EXERCISE DATA section start

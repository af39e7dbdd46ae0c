//! Structured logging setup
//!
//! Log records go to stderr so that `--json` output on stdout stays
//! machine readable. `RUST_LOG` takes precedence over everything else.

use std::env;
use std::sync::Once;
use tracing::Level;
use tracing_subscriber::{fmt, layer::SubscriberExt, util::SubscriberInitExt, EnvFilter};

static INIT: Once = Once::new();

/// Crates whose records are shown at the configured level
const TARGETS: &[&str] = &["edaflow", "edaflow_build", "edaflow_config"];

#[derive(Debug, Clone)]
pub struct LoggingConfig {
    /// Minimum level for edaflow's own records
    pub level: Level,

    /// Emit one JSON object per record
    pub use_json: bool,

    /// Include the module target in records
    pub include_target: bool,
}

impl Default for LoggingConfig {
    fn default() -> Self {
        Self {
            level: Level::WARN,
            use_json: false,
            include_target: false,
        }
    }
}

impl LoggingConfig {
    /// Read `EDAFLOW_LOG_LEVEL` and `EDAFLOW_LOG_JSON`
    ///
    /// Each `-v` on the command line raises the level by one step above
    /// whatever the environment selected.
    pub fn from_env(verbosity: u8) -> Self {
        let level = env::var("EDAFLOW_LOG_LEVEL")
            .map(|v| parse_level(&v))
            .unwrap_or(Level::WARN);

        let use_json = env::var("EDAFLOW_LOG_JSON")
            .ok()
            .and_then(|v| v.parse::<bool>().ok())
            .unwrap_or(false);

        Self {
            level: raise(level, verbosity),
            use_json,
            include_target: verbosity >= 2,
        }
    }

    fn directives(&self) -> String {
        let level = self.level.to_string().to_lowercase();
        TARGETS
            .iter()
            .map(|target| format!("{}={}", target, level))
            .collect::<Vec<_>>()
            .join(",")
    }
}

/// Parse a level name, falling back to WARN
pub fn parse_level(level_str: &str) -> Level {
    match level_str.to_lowercase().as_str() {
        "trace" => Level::TRACE,
        "debug" => Level::DEBUG,
        "info" => Level::INFO,
        "warn" => Level::WARN,
        "error" => Level::ERROR,
        _ => {
            eprintln!(
                "Invalid log level '{}', defaulting to WARN. Valid levels: trace, debug, info, warn, error",
                level_str
            );
            Level::WARN
        }
    }
}

fn raise(level: Level, steps: u8) -> Level {
    const ORDER: [Level; 5] = [
        Level::ERROR,
        Level::WARN,
        Level::INFO,
        Level::DEBUG,
        Level::TRACE,
    ];
    let start = ORDER.iter().position(|l| *l == level).unwrap_or(1);
    ORDER[(start + steps as usize).min(ORDER.len() - 1)]
}

/// Install the global subscriber; later calls are ignored
pub fn init_logging(config: LoggingConfig) {
    INIT.call_once(|| {
        let filter = EnvFilter::try_from_default_env()
            .unwrap_or_else(|_| EnvFilter::new(config.directives()));

        let layer = fmt::layer()
            .with_writer(std::io::stderr)
            .with_target(config.include_target);

        if config.use_json {
            tracing_subscriber::registry()
                .with(filter)
                .with(layer.json())
                .init();
        } else {
            tracing_subscriber::registry()
                .with(filter)
                .with(layer.without_time())
                .init();
        }
    });
}
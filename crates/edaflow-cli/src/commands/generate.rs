//! Generate command - resolve a flow manifest and write its Makefile

use anyhow::{Context, Result};
use edaflow_build::FlowPlan;
use edaflow_config::{LoadedManifest, ManifestLoader};
use std::env;
use std::fs;
use std::path::{Path, PathBuf};

/// Generate command arguments
#[derive(Debug, Default)]
pub struct GenerateArgs {
    /// Explicit manifest file
    pub manifest: Option<PathBuf>,
    /// Work root override
    pub work_root: Option<PathBuf>,
    /// Backend override
    pub backend: Option<String>,
    /// Architecture override
    pub arch: Option<String>,
    /// JSON output
    pub json: bool,
    /// Directory to search from (defaults to current directory)
    pub start_dir: Option<PathBuf>,
}

/// Run the generate command
pub fn run(args: GenerateArgs) -> Result<()> {
    let mut loaded = load_manifest(&args)?;

    // Command line beats manifest and environment
    if let Some(backend) = args.backend.clone() {
        loaded.manifest.flow.backend = Some(backend);
    }
    if let Some(arch) = args.arch.clone() {
        loaded.manifest.flow.arch = Some(arch);
    }

    let work_root = args
        .work_root
        .clone()
        .unwrap_or_else(|| loaded.work_root());

    let request = loaded
        .request()
        .with_context(|| format!("Invalid flow manifest {}", loaded.path.display()))?;

    let plan = edaflow_build::configure(&request)
        .with_context(|| format!("Failed to configure {} flow", request.variant))?;

    fs::create_dir_all(&work_root)
        .with_context(|| format!("Failed to create work root {}", work_root.display()))?;
    let makefile = plan.write(&work_root).context("Failed to write Makefile")?;

    tracing::info!(
        makefile = %makefile.display(),
        stages = plan.graph.len(),
        "generated Makefile"
    );
    for file in &plan.unused_files {
        tracing::warn!(file = %file.name, file_type = %file.file_type, "input file not used by the flow");
    }

    if args.json {
        print_json(&plan, &makefile);
    } else {
        print_summary(&plan, &makefile);
    }

    Ok(())
}

fn load_manifest(args: &GenerateArgs) -> Result<LoadedManifest> {
    let loader = ManifestLoader::new();

    match &args.manifest {
        Some(path) => loader
            .load_from_file(path)
            .with_context(|| format!("Failed to load {}", path.display())),
        None => {
            let start_dir = match &args.start_dir {
                Some(dir) => dir.clone(),
                None => env::current_dir().context("Failed to read current directory")?,
            };
            loader
                .load_from_directory(&start_dir)
                .context("No flow manifest found")
        }
    }
}

fn print_json(plan: &FlowPlan, makefile: &Path) {
    println!(
        "{}",
        serde_json::json!({
            "success": true,
            "variant": plan.variant.to_string(),
            "makefile": makefile.display().to_string(),
            "stages": plan.graph.len(),
            "default_targets": plan.default_targets(),
            "artifacts": plan.artifacts,
            "unused_files": plan.unused_files,
            "helper_scripts": plan.helper_scripts,
            "hazards": plan.graph.hazards().len(),
        })
    );
}

fn print_summary(plan: &FlowPlan, makefile: &Path) {
    println!("Wrote {}", makefile.display());
    println!("  Variant: {}", plan.variant);
    println!("  Stages: {}", plan.graph.len());
    println!("  Default targets: {}", plan.default_targets().join(" "));

    if !plan.artifacts.is_empty() {
        let names: Vec<&str> = plan.artifacts.iter().map(|a| a.name.as_str()).collect();
        println!("  Artifacts: {}", names.join(" "));
    }
    if !plan.helper_scripts.is_empty() {
        let paths: Vec<&str> = plan
            .helper_scripts
            .iter()
            .map(|h| h.path.as_str())
            .collect();
        println!("  Helper scripts: {}", paths.join(" "));
    }
    if !plan.unused_files.is_empty() {
        println!("  Unused files: {}", plan.unused_files.len());
    }
}
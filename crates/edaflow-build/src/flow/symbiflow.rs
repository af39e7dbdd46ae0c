//! Symbiflow with nextpnr place and route
//!
//! Yosys synthesis, then either `nextpnr-xilinx` straight to FASM or the FPGA
//! interchange chain (netlist conversion, nextpnr, FASM generation plus a
//! RapidWright/Vivado check), then the Xilinx bitstream writer.

use super::fasm2bels::{self, BackAnnotation};
use super::{synth, xilinx_bitstream_device, FlowContext};
use crate::command::{Arg, Command};
use crate::error::{BuildError, BuildResult};
use crate::files::{ConstraintFormat, Role};
use crate::variant::SymbiflowArch;
use std::collections::BTreeMap;

/// Part families the interchange FASM generator knows about
const INTERCHANGE_FAMILIES: &[&str] = &["xc7"];

const SCHEMA_GUARD: &str = "ifndef INTERCHANGE_SCHEMA_PATH
$(error Environment variable INTERCHANGE_SCHEMA_PATH was not found. It should be set to <fpga-interchange-schema path>/interchange)
endif
";

const RAPIDWRIGHT_GUARD: &str = "ifndef RAPIDWRIGHT_PATH
$(error Environment variable RAPIDWRIGHT_PATH was not found. It should be set to <rapid wright path>)
endif
";

pub(crate) fn configure(arch: SymbiflowArch, ctx: &mut FlowContext<'_>) -> BuildResult<()> {
    let variant = ctx.variant();
    let options = ctx.options();
    let name = ctx.name();

    let part = options.require_str("part", variant)?;
    let package = options.require_str("package", variant)?;
    let partname = format!("{}{}", part, package);
    let family = match arch {
        SymbiflowArch::FpgaInterchange => interchange_family(&part)?,
        SymbiflowArch::Xilinx => "",
    };
    let bitstream_device = xilinx_bitstream_device(&part)?;

    let json = synth::yosys_json(ctx, "xilinx")?;
    let chipdb = ctx.require_single(Role::ChipDb)?;
    let xdc = ctx.take_many(Role::Constraints(ConstraintFormat::Xdc));

    let fasm = match arch {
        SymbiflowArch::Xilinx => xilinx_chain(ctx, &json, &chipdb, &xdc)?,
        SymbiflowArch::FpgaInterchange => {
            let chain = InterchangeChain {
                family,
                part: &part,
                package: &package,
                json: &json,
                chipdb: &chipdb,
                xdc: &xdc,
            };
            chain.add_stages(ctx)?
        }
    };

    let bitstream = format!("{}.bit", name);
    let command = Command::new("symbiflow_write_bitstream")
        .arg("-d")
        .arg(bitstream_device)
        .flag_path("-f", &fasm)
        .arg("-p")
        .arg(&partname)
        .flag_path("-b", &bitstream);
    ctx.graph
        .add_stage(command, [bitstream.clone()], [fasm])?;
    ctx.artifact(bitstream.clone(), "bitstream");

    let last = fasm2bels::configure(
        ctx,
        &BackAnnotation {
            bitstream: &bitstream,
            bitstream_device,
            partname: &partname,
            xdc: &xdc,
            route: None,
            eblif: None,
            pcf: &[],
        },
    )?;
    ctx.graph.set_default_target(last.unwrap_or(bitstream));
    Ok(())
}

fn xdc_args(xdc: &[String]) -> Vec<Arg> {
    xdc.iter()
        .flat_map(|file| [Arg::literal("--xdc"), Arg::path(file)])
        .collect()
}

fn xilinx_chain(
    ctx: &mut FlowContext<'_>,
    json: &str,
    chipdb: &str,
    xdc: &[String],
) -> BuildResult<String> {
    let name = ctx.name();
    let fasm = format!("{}.fasm", name);
    let routed = format!("{}.routed.json", name);

    let command = Command::new("nextpnr-xilinx")
        .flag_path("--chipdb", chipdb)
        .args(xdc_args(xdc))
        .flag_path("--json", json)
        .flag_path("--write", &routed)
        .flag_path("--fasm", &fasm)
        .flag_path("--log", "nextpnr.log")
        .args(ctx.options().args("nextpnr_options")?);

    let mut inputs = vec![json.to_string(), chipdb.to_string()];
    inputs.extend(xdc.iter().cloned());
    ctx.graph.add_stage(command, [fasm.clone(), routed], inputs)?;
    Ok(fasm)
}

/// Interchange family for a part, checked before the bitstream device
fn interchange_family(part: &str) -> BuildResult<&'static str> {
    INTERCHANGE_FAMILIES
        .iter()
        .copied()
        .find(|family| part.contains(family))
        .ok_or_else(|| {
            BuildError::invalid_option(
                "part",
                format!(
                    "no interchange family for '{}'. Available families: {}",
                    part,
                    INTERCHANGE_FAMILIES.join(", ")
                ),
            )
        })
}

struct InterchangeChain<'a> {
    family: &'static str,
    part: &'a str,
    package: &'a str,
    json: &'a str,
    chipdb: &'a str,
    xdc: &'a [String],
}

impl InterchangeChain<'_> {
    /// Add the interchange stages and return the FASM file they write
    fn add_stages(&self, ctx: &mut FlowContext<'_>) -> BuildResult<String> {
        let family = self.family;
        let options = ctx.options();
        let name = ctx.name();
        let device = ctx.require_single(Role::DeviceResources)?;

        let schema_dir = match options.get_str("schema_dir")? {
            Some(dir) => Arg::path(dir),
            None => {
                ctx.graph.add_header(SCHEMA_GUARD);
                Arg::raw("$(INTERCHANGE_SCHEMA_PATH)")
            }
        };
        ctx.graph.add_header(RAPIDWRIGHT_GUARD);

        let mut tcl_params = BTreeMap::new();
        tcl_params.insert("name".to_string(), name.to_string());
        tcl_params.insert("part".to_string(), self.part.to_string());
        if let Some(clocks) = options.get("clocks") {
            tcl_params.insert("clocks".to_string(), clocks.to_string());
        }
        let tcl = ctx.helper("interchange-tcl.j2", "interchange.tcl", tcl_params);
        let vivado = ctx.helper(
            "vivado-sh.j2",
            "vivado_interchange.sh",
            BTreeMap::from([("tcl".to_string(), "interchange".to_string())]),
        );

        let netlist = format!("{}.netlist", name);
        let phys = format!("{}.phys", name);
        let routed = format!("{}.routed.json", name);
        let fasm = format!("{}.fasm", name);
        let dcp = format!("{}.dcp", name);
        let timing = format!("{}.timing", name);

        let command = Command::new("python")
            .arg("-m")
            .arg("fpga_interchange.yosys_json")
            .arg("--schema_dir")
            .arg(schema_dir.clone())
            .flag_path("--device", &device)
            .arg("--top")
            .arg(ctx.toplevel())
            .path(self.json)
            .path(&netlist);
        ctx.graph.add_stage(
            command,
            [netlist.clone()],
            [self.json.to_string(), device.clone()],
        )?;

        // nextpnr wants the package without the speed grade
        let package = self.package.split('-').next().unwrap_or(self.package);
        let command = Command::new("nextpnr-fpga_interchange")
            .flag_path("--chipdb", self.chipdb)
            .arg("--package")
            .arg(package)
            .args(xdc_args(self.xdc))
            .flag_path("--netlist", &netlist)
            .flag_path("--write", &routed)
            .flag_path("--phys", &phys)
            .args(options.args("nextpnr_options")?);
        let mut inputs = vec![netlist.clone(), self.chipdb.to_string()];
        inputs.extend(self.xdc.iter().cloned());
        ctx.graph
            .add_stage(command, [phys.clone(), routed], inputs)?;

        let command = Command::new("python")
            .arg("-m")
            .arg("fpga_interchange.fasm_generator")
            .arg("--schema_dir")
            .arg(schema_dir)
            .arg("--family")
            .arg(family)
            .path(&device)
            .path(&netlist)
            .path(&phys)
            .path(&fasm);
        ctx.graph.add_stage(
            command,
            [fasm.clone()],
            [phys.clone(), netlist.clone(), device],
        )?;

        let command = Command::raw(
            "RAPIDWRIGHT_PATH=$(RAPIDWRIGHT_PATH) $(RAPIDWRIGHT_PATH)/scripts/invoke_rapidwright.sh",
        )
        .arg("com.xilinx.rapidwright.interchange.PhysicalNetlistToDcp")
        .path(&netlist)
        .path(&phys)
        .args(self.xdc.iter().map(Arg::path))
        .path(&dcp);
        let mut inputs = vec![netlist, phys];
        inputs.extend(self.xdc.iter().cloned());
        ctx.graph.add_stage(command, [dcp.clone()], inputs)?;

        let command = Command::new("bash").path(&vivado);
        ctx.graph
            .add_stage(command, [timing], [dcp, vivado, tcl])?;

        Ok(fasm)
    }
}
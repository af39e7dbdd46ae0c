//! Symbiflow with VPR place and route
use super::fasm2bels::{self, BackAnnotation};
use super::{synth, xilinx_bitstream_device, FlowContext};
use crate::command::{Arg, Command};
use crate::error::BuildResult;
use crate::files::{ConstraintFormat, Role};
use crate::variant::Vendor;

/// Device naming derived from the part and package options
#[derive(Debug, PartialEq, Eq)]
struct DeviceNames {
    /// Part as the architecture database knows it
    db_part: String,
    /// Name passed to the tools' `-P` / `-p` part flags
    partname: String,
    /// VPR device, `<db_part>_<suffix>`
    device: String,
    bitstream_device: String,
}

impl DeviceNames {
    fn new(vendor: Vendor, part: &str, package: &str) -> BuildResult<Self> {
        Ok(match vendor {
            Vendor::Xilinx => {
                // the a35t is an a50t die; only the database lookup is remapped
                let db_part = if part == "xc7a35t" { "xc7a50t" } else { part };
                Self {
                    db_part: db_part.to_string(),
                    partname: format!("{}{}", part, package),
                    device: format!("{}_test", db_part),
                    bitstream_device: xilinx_bitstream_device(part)?.to_string(),
                }
            }
            Vendor::Quicklogic => Self {
                db_part: part.to_string(),
                partname: package.to_string(),
                device: format!("{}_wlcsp", part),
                bitstream_device: format!("{}_wlcsp", part),
            },
        })
    }
}

/// `<flag> file...`, or nothing when there are no files
fn file_args(flag: &str, files: &[String]) -> Vec<Arg> {
    if files.is_empty() {
        return Vec::new();
    }
    std::iter::once(Arg::literal(flag))
        .chain(files.iter().map(Arg::path))
        .collect()
}

pub(crate) fn configure(vendor: Vendor, ctx: &mut FlowContext<'_>) -> BuildResult<()> {
    let variant = ctx.variant();
    let options = ctx.options();
    let top = ctx.toplevel();

    let part = options.require_str("part", variant)?;
    let package = options.require_str("package", variant)?;
    let names = DeviceNames::new(vendor, &part, &package)?;

    let sources = synth::verilog_sources(ctx)?;
    let sdc = ctx.take_many(Role::Constraints(ConstraintFormat::Sdc));
    let pcf = ctx.take_many(Role::Constraints(ConstraintFormat::Pcf));
    let xdc = ctx.take_many(Role::Constraints(ConstraintFormat::Xdc));

    let vpr_options: Vec<Arg> = match options.get_str("vpr_options")? {
        Some(opts) => vec![Arg::literal("--additional_vpr_options"), Arg::literal(opts)],
        None => Vec::new(),
    };
    let sdc_args = file_args("-s", &sdc);
    let pcf_args = file_args("-p", &pcf);

    ctx.graph
        .add_variable(format!("export EDALIZE_VENDOR={}", vendor.name()))
        .add_variable(format!("export EDALIZE_PART={}", names.db_part));

    let eblif = format!("{}.eblif", top);
    let net = format!("{}.net", top);
    let place = format!("{}.place", top);
    let route = format!("{}.route", top);
    let fasm = format!("{}.fasm", top);
    let bit = format!("{}.bit", top);

    // symbiflow_synth expects a bare -p when there is no pin constraint
    let synth_pcf = if pcf.is_empty() {
        vec![Arg::literal("-p")]
    } else {
        pcf_args.clone()
    };
    let mut command = Command::new("symbiflow_synth")
        .arg("-t")
        .arg(top)
        .arg("-v")
        .args(sources.iter().map(Arg::path))
        .arg("-d")
        .arg(&names.bitstream_device)
        .args(synth_pcf)
        .arg("-P")
        .arg(&names.partname);
    if vendor == Vendor::Quicklogic {
        command = command.args(pcf_args.clone());
    }
    command = command.args(file_args("-x", &xdc));
    let inputs = sources.iter().chain(&pcf).chain(&xdc).cloned();
    ctx.graph.add_stage(command, [eblif.clone()], inputs)?;

    let pnr = |tool: &str| {
        Command::new(tool)
            .flag_path("-e", &eblif)
            .arg("-d")
            .arg(&names.device)
    };
    let with_sdc = |first: &str| -> Vec<String> {
        [first.to_string(), eblif.clone()]
            .into_iter()
            .chain(sdc.iter().cloned())
            .collect()
    };

    let command = pnr("symbiflow_pack")
        .args(sdc_args.clone())
        .args(vpr_options.clone());
    ctx.graph.add_stage(
        command,
        [net.clone()],
        std::iter::once(eblif.clone()).chain(sdc.iter().cloned()),
    )?;

    let command = pnr("symbiflow_place")
        .flag_path("-n", &net)
        .arg("-P")
        .arg(&names.partname)
        .args(sdc_args.clone())
        .args(pcf_args)
        .args(vpr_options.clone());
    let mut inputs = with_sdc(net.as_str());
    inputs.extend(pcf.iter().cloned());
    ctx.graph.add_stage(command, [place.clone()], inputs)?;

    let command = pnr("symbiflow_route")
        .args(sdc_args.clone())
        .args(vpr_options.clone());
    ctx.graph
        .add_stage(command, [route.clone()], with_sdc(place.as_str()))?;

    let command = pnr("symbiflow_write_fasm")
        .args(sdc_args)
        .args(vpr_options);
    ctx.graph
        .add_stage(command, [fasm.clone()], with_sdc(route.as_str()))?;

    let part_flag = match vendor {
        Vendor::Xilinx => "-p",
        Vendor::Quicklogic => "-P",
    };
    let command = Command::new("symbiflow_write_bitstream")
        .arg("-d")
        .arg(&names.bitstream_device)
        .flag_path("-f", &fasm)
        .arg(part_flag)
        .arg(&names.partname)
        .flag_path("-b", &bit);
    ctx.graph.add_stage(command, [bit.clone()], [fasm])?;

    let last = fasm2bels::configure(
        ctx,
        &BackAnnotation {
            bitstream: &bit,
            bitstream_device: &names.bitstream_device,
            partname: &names.partname,
            xdc: &xdc,
            route: Some(route),
            eblif: Some(eblif),
            pcf: &pcf,
        },
    )?;

    match vendor {
        Vendor::Xilinx => {
            ctx.artifact(bit.clone(), "bitstream");
            ctx.graph.set_default_target(last.unwrap_or(bit));
        }
        // the programming files stay defaults; the sub-flow output joins them
        Vendor::Quicklogic => {
            let mut defaults = quicklogic_outputs(ctx, &bit)?;
            defaults.extend(last);
            ctx.graph.set_default_targets(defaults);
        }
    }
    Ok(())
}

/// Binary, C header and debugger files written from the bitstream
///
/// Returns the files built by default; the J-Link script is only built on
/// request.
fn quicklogic_outputs(ctx: &mut FlowContext<'_>, bit: &str) -> BuildResult<Vec<String>> {
    const WRITERS: &[(&str, &str, &str)] = &[
        ("symbiflow_write_binary", "bin", "binary"),
        ("symbiflow_write_bitheader", "h", "cHeader"),
        ("symbiflow_write_openocd", "openocd.cfg", "openocdConfig"),
        ("symbiflow_write_jlink", "jlink", "jlinkScript"),
    ];

    let top = ctx.toplevel();
    let mut defaults = Vec::new();
    for &(tool, extension, file_type) in WRITERS {
        let target = format!("{}.{}", top, extension);
        let command = Command::new(tool).path(bit).path(&target);
        ctx.graph
            .add_stage(command, [target.clone()], [bit.to_string()])?;
        if extension != "jlink" {
            ctx.artifact(target.clone(), file_type);
            defaults.push(target);
        }
    }
    Ok(defaults)
}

EXERCISE DATA section end

EXERCISE REQUIREMENTS
Show all of the lines above in which "PathBuf" is present.

RESULT
use std::path::{Path, PathBuf};
    pub manifest: Option<PathBuf>,
    pub work_root: Option<PathBuf>,
    pub start_dir: Option<PathBuf>,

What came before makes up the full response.